_Exercise instructions_
For this exercise, set down all the records exactly as given.

•••••

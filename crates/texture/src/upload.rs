use appearance_common::{AssetId, BakeRegion, TextureQuality, UploadId};
use crossbeam_channel::{Receiver, Sender, unbounded};

use crate::raster::{PixelDigest, Raster};

/// A snapshot of one composite handed to the asset service.
#[derive(Debug, Clone)]
pub struct UploadRequest {
    pub id: UploadId,
    pub region: BakeRegion,
    pub quality: TextureQuality,
    pub digest: PixelDigest,
    pub image: Raster,
}

#[derive(Debug, Clone, PartialEq, Eq)]
pub enum UploadOutcome {
    Stored(AssetId),
    Failed(String),
}

/// Completion record posted back to the owning pump.
#[derive(Debug, Clone, PartialEq, Eq)]
pub struct UploadCompletion {
    pub id: UploadId,
    pub region: BakeRegion,
    pub outcome: UploadOutcome,
}

/// One-shot handle that reports an upload's outcome. Safe to move to another thread.
#[derive(Debug)]
pub struct UploadCompleter {
    id: UploadId,
    region: BakeRegion,
    sender: Sender<UploadCompletion>,
}

impl UploadCompleter {
    pub fn id(&self) -> UploadId {
        self.id
    }

    pub fn region(&self) -> BakeRegion {
        self.region
    }

    pub fn complete(self, outcome: UploadOutcome) {
        let completion = UploadCompletion {
            id: self.id,
            region: self.region,
            outcome,
        };
        if self.sender.send(completion).is_err() {
            tracing::debug!(upload = %self.id, "upload owner gone; completion dropped");
        }
    }
}

/// The asset service collaborator. Requests are fire-and-forget.
pub trait AssetUploader {
    fn request_upload(&mut self, request: UploadRequest, completer: UploadCompleter);
}

/// Issues correlation ids and collects completions for the pump to drain.
#[derive(Debug)]
pub struct UploadQueue {
    sender: Sender<UploadCompletion>,
    receiver: Receiver<UploadCompletion>,
    next_id: u64,
}

impl Default for UploadQueue {
    fn default() -> Self {
        let (sender, receiver) = unbounded();
        Self {
            sender,
            receiver,
            next_id: 1,
        }
    }
}

impl UploadQueue {
    pub fn new() -> Self {
        Self::default()
    }

    /// A fresh id; ids are never reused.
    pub fn next_id(&mut self) -> UploadId {
        let id = UploadId(self.next_id);
        self.next_id += 1;
        id
    }

    pub fn completer(&self, id: UploadId, region: BakeRegion) -> UploadCompleter {
        UploadCompleter {
            id,
            region,
            sender: self.sender.clone(),
        }
    }

    /// Completions received so far, in arrival order.
    pub fn drain(&self) -> Vec<UploadCompletion> {
        self.receiver.try_iter().collect()
    }
}

/// In-process uploader that stores nothing and answers with fresh asset ids.
///
/// In deferred mode requests are held until released, which lets callers
/// observe the in-flight state.
#[derive(Debug, Default)]
pub struct LoopbackUploader {
    deferred: bool,
    fail_next: usize,
    held: Vec<(UploadRequest, UploadCompleter)>,
    requests: Vec<(UploadId, BakeRegion)>,
}

impl LoopbackUploader {
    /// Completes every request immediately.
    pub fn new() -> Self {
        Self::default()
    }

    pub fn deferred() -> Self {
        Self {
            deferred: true,
            ..Self::default()
        }
    }

    /// Fail the next `count` requests.
    pub fn fail_next(&mut self, count: usize) {
        self.fail_next = count;
    }

    /// Every request received, in order.
    pub fn requests(&self) -> &[(UploadId, BakeRegion)] {
        &self.requests
    }

    pub fn held(&self) -> usize {
        self.held.len()
    }

    /// Complete every held request.
    pub fn release_all(&mut self) -> usize {
        let held = std::mem::take(&mut self.held);
        let count = held.len();
        for (request, completer) in held {
            let outcome = self.outcome(&request);
            completer.complete(outcome);
        }
        count
    }

    fn outcome(&mut self, request: &UploadRequest) -> UploadOutcome {
        if self.fail_next > 0 {
            self.fail_next -= 1;
            UploadOutcome::Failed(format!("loopback rejected {}", request.id))
        } else {
            UploadOutcome::Stored(AssetId::new())
        }
    }
}

impl AssetUploader for LoopbackUploader {
    fn request_upload(&mut self, request: UploadRequest, completer: UploadCompleter) {
        tracing::debug!(upload = %request.id, region = %request.region, digest = %request.digest, "loopback upload");
        self.requests.push((request.id, request.region));
        if self.deferred {
            self.held.push((request, completer));
        } else {
            let outcome = self.outcome(&request);
            completer.complete(outcome);
        }
    }
}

•••••

_Response for this exercise_
filename crates/texture/src/upload.rs
use appearance_common::{AssetId, BakeRegion, TextureQuality, UploadId};
use crossbeam_channel::{Receiver, Sender, unbounded};

use crate::raster::{PixelDigest, Raster};

/// A snapshot of one composite handed to the asset service.
#[derive(Debug, Clone)]
pub struct UploadRequest {
    pub id: UploadId,
    pub region: BakeRegion,
    pub quality: TextureQuality,
    pub digest: PixelDigest,
    pub image: Raster,
}

#[derive(Debug, Clone, PartialEq, Eq)]
pub enum UploadOutcome {
    Stored(AssetId),
    Failed(String),
}

/// Completion record posted back to the owning pump.
#[derive(Debug, Clone, PartialEq, Eq)]
pub struct UploadCompletion {
    pub id: UploadId,
    pub region: BakeRegion,
    pub outcome: UploadOutcome,
}

/// One-shot handle that reports an upload's outcome. Safe to move to another thread.
#[derive(Debug)]
pub struct UploadCompleter {
    id: UploadId,
    region: BakeRegion,
    sender: Sender<UploadCompletion>,
}

impl UploadCompleter {
    pub fn id(&self) -> UploadId {
        self.id
    }

    pub fn region(&self) -> BakeRegion {
        self.region
    }

    pub fn complete(self, outcome: UploadOutcome) {
        let completion = UploadCompletion {
            id: self.id,
            region: self.region,
            outcome,
        };
        if self.sender.send(completion).is_err() {
            tracing::debug!(upload = %self.id, "upload owner gone; completion dropped");
        }
    }
}

/// The asset service collaborator. Requests are fire-and-forget.
pub trait AssetUploader {
    fn request_upload(&mut self, request: UploadRequest, completer: UploadCompleter);
}

/// Issues correlation ids and collects completions for the pump to drain.
#[derive(Debug)]
pub struct UploadQueue {
    sender: Sender<UploadCompletion>,
    receiver: Receiver<UploadCompletion>,
    next_id: u64,
}

impl Default for UploadQueue {
    fn default() -> Self {
        let (sender, receiver) = unbounded();
        Self {
            sender,
            receiver,
            next_id: 1,
        }
    }
}

impl UploadQueue {
    pub fn new() -> Self {
        Self::default()
    }

    /// A fresh id; ids are never reused.
    pub fn next_id(&mut self) -> UploadId {
        let id = UploadId(self.next_id);
        self.next_id += 1;
        id
    }

    pub fn completer(&self, id: UploadId, region: BakeRegion) -> UploadCompleter {
        UploadCompleter {
            id,
            region,
            sender: self.sender.clone(),
        }
    }

    /// Completions received so far, in arrival order.
    pub fn drain(&self) -> Vec<UploadCompletion> {
        self.receiver.try_iter().collect()
    }
}

/// In-process uploader that stores nothing and answers with fresh asset ids.
///
/// In deferred mode requests are held until released, which lets callers
/// observe the in-flight state.
#[derive(Debug, Default)]
pub struct LoopbackUploader {
    deferred: bool,
    fail_next: usize,
    held: Vec<(UploadRequest, UploadCompleter)>,
    requests: Vec<(UploadId, BakeRegion)>,
}

impl LoopbackUploader {
    /// Completes every request immediately.
    pub fn new() -> Self {
        Self::default()
    }

    pub fn deferred() -> Self {
        Self {
            deferred: true,
            ..Self::default()
        }
    }

    /// Fail the next `count` requests.
    pub fn fail_next(&mut self, count: usize) {
        self.fail_next = count;
    }

    /// Every request received, in order.
    pub fn requests(&self) -> &[(UploadId, BakeRegion)] {
        &self.requests
    }

    pub fn held(&self) -> usize {
        self.held.len()
    }

    /// Complete every held request.
    pub fn release_all(&mut self) -> usize {
        let held = std::mem::take(&mut self.held);
        let count = held.len();
        for (request, completer) in held {
            let outcome = self.outcome(&request);
            completer.complete(outcome);
        }
        count
    }

    fn outcome(&mut self, request: &UploadRequest) -> UploadOutcome {
        if self.fail_next > 0 {
            self.fail_next -= 1;
            UploadOutcome::Failed(format!("loopback rejected {}", request.id))
        } else {
            UploadOutcome::Stored(AssetId::new())
        }
    }
}

impl AssetUploader for LoopbackUploader {
    fn request_upload(&mut self, request: UploadRequest, completer: UploadCompleter) {
        tracing::debug!(upload = %request.id, region = %request.region, digest = %request.digest, "loopback upload");
        self.requests.push((request.id, request.region));
        if self.deferred {
            self.held.push((request, completer));
        } else {
            let outcome = self.outcome(&request);
            completer.complete(outcome);
        }
    }
}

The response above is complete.